_YOUR ASSIGNMENT_
The required answer is a copy of each line in the entries below that includes "await".

** Opening RECORDS FOR THIS TASK block **

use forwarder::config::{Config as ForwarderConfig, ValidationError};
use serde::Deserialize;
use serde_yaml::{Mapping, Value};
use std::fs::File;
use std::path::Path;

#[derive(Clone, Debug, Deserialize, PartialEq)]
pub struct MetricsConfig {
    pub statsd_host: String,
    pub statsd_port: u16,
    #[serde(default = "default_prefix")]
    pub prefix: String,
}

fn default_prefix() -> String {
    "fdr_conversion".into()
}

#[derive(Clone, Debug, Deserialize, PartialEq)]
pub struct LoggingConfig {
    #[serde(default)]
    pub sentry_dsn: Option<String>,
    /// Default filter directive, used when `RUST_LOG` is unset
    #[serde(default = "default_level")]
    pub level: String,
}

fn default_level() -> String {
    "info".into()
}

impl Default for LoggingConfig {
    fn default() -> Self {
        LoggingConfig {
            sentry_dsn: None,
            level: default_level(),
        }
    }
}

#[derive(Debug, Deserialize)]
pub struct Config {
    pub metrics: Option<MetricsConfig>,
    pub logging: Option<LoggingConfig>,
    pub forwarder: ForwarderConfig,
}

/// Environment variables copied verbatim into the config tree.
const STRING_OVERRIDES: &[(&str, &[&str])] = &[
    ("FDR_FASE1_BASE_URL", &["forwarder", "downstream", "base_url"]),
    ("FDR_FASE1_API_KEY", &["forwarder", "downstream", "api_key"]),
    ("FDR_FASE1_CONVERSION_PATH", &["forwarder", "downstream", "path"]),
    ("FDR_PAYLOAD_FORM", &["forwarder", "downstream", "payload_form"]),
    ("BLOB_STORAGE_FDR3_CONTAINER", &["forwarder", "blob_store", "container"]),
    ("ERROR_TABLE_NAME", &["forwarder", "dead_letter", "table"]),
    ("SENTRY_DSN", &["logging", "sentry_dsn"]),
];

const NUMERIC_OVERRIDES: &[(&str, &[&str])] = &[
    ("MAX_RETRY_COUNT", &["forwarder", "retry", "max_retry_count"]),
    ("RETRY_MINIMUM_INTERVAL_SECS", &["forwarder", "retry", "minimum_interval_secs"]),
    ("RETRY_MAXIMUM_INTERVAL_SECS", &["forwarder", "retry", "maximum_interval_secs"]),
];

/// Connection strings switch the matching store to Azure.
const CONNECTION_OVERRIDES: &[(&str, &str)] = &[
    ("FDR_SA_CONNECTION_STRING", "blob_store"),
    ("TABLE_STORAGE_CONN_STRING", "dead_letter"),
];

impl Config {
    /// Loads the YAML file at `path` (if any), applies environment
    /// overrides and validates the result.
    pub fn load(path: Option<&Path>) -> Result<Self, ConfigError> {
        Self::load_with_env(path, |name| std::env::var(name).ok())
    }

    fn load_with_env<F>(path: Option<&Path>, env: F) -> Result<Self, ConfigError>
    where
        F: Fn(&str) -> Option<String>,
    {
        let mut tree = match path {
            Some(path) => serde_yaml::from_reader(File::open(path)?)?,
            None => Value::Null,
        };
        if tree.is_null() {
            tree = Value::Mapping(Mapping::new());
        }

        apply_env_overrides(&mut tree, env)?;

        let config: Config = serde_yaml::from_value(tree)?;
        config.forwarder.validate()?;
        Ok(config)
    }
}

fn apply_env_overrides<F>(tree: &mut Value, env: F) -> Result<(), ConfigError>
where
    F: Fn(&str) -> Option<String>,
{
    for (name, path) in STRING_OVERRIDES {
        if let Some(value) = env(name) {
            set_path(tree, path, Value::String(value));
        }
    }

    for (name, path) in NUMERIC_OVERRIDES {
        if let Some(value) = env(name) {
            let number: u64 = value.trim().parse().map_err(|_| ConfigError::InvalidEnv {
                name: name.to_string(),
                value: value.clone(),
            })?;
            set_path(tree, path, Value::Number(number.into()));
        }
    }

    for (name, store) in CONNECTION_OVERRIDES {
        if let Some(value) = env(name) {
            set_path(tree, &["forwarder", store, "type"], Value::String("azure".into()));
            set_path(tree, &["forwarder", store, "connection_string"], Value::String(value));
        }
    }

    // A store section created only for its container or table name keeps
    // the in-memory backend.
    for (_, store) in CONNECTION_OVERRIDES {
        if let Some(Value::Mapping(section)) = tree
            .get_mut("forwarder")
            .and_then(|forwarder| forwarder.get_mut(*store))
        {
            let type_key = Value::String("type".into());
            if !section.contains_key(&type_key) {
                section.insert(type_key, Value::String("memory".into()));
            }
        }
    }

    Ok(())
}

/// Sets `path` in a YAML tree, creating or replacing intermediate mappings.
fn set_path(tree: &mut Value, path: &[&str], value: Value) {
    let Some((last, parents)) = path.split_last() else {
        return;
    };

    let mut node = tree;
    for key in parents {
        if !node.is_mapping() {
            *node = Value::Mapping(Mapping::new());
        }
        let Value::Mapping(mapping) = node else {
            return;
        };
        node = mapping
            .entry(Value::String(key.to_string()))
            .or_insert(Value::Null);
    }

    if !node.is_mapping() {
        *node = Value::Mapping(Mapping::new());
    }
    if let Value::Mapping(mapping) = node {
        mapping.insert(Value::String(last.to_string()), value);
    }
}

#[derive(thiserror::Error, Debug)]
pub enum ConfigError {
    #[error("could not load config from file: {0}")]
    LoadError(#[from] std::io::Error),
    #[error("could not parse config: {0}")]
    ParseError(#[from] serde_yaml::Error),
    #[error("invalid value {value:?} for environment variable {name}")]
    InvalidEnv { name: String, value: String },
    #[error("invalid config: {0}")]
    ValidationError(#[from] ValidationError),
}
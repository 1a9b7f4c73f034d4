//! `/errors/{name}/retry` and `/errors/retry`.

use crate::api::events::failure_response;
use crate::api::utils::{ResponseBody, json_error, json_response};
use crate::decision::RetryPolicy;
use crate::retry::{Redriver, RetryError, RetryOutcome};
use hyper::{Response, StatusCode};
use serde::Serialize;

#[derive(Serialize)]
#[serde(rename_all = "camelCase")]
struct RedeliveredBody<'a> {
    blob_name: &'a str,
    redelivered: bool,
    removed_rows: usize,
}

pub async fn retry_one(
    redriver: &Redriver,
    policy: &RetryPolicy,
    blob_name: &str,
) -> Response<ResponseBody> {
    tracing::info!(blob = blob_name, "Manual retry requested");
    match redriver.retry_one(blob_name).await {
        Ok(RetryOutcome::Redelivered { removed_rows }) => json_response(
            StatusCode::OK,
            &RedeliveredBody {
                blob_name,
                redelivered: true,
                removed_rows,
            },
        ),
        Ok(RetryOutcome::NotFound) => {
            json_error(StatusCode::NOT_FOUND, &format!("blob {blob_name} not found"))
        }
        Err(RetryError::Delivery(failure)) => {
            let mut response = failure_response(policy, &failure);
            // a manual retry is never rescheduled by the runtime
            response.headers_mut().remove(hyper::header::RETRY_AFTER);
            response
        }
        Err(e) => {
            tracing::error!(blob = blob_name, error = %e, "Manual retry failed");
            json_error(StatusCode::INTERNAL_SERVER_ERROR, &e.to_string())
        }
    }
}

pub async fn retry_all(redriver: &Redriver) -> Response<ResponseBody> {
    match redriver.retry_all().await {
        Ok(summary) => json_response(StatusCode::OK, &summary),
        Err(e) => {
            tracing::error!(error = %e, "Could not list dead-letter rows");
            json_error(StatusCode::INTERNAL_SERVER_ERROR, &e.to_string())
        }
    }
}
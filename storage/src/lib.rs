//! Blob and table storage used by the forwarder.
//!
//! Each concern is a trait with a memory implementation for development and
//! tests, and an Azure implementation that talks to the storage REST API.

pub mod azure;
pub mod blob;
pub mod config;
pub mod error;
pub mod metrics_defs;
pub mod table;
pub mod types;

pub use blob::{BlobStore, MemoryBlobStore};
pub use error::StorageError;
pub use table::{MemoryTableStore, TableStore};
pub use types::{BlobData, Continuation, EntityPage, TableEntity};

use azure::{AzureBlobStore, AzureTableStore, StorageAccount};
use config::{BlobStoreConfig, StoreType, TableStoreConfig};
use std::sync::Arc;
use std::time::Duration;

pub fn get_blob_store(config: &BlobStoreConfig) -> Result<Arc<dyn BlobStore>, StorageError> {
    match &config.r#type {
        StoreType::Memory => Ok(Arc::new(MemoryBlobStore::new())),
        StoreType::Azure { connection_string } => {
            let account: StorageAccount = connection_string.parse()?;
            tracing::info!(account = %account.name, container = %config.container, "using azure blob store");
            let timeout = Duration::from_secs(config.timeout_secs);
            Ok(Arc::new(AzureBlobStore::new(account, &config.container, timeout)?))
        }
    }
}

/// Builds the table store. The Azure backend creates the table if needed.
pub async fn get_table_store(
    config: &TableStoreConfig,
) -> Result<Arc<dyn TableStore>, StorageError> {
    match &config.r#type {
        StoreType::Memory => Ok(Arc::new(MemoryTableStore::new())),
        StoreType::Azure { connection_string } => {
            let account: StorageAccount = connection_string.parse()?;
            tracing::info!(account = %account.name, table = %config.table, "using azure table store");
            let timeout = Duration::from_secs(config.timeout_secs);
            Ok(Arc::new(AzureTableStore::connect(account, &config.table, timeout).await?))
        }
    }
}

** Closing RECORDS FOR THIS TASK block **

_FINISHED TASK_
    match redriver.retry_one(blob_name).await {
    match redriver.retry_all().await {
            Ok(Arc::new(AzureTableStore::connect(account, &config.table, timeout).await?))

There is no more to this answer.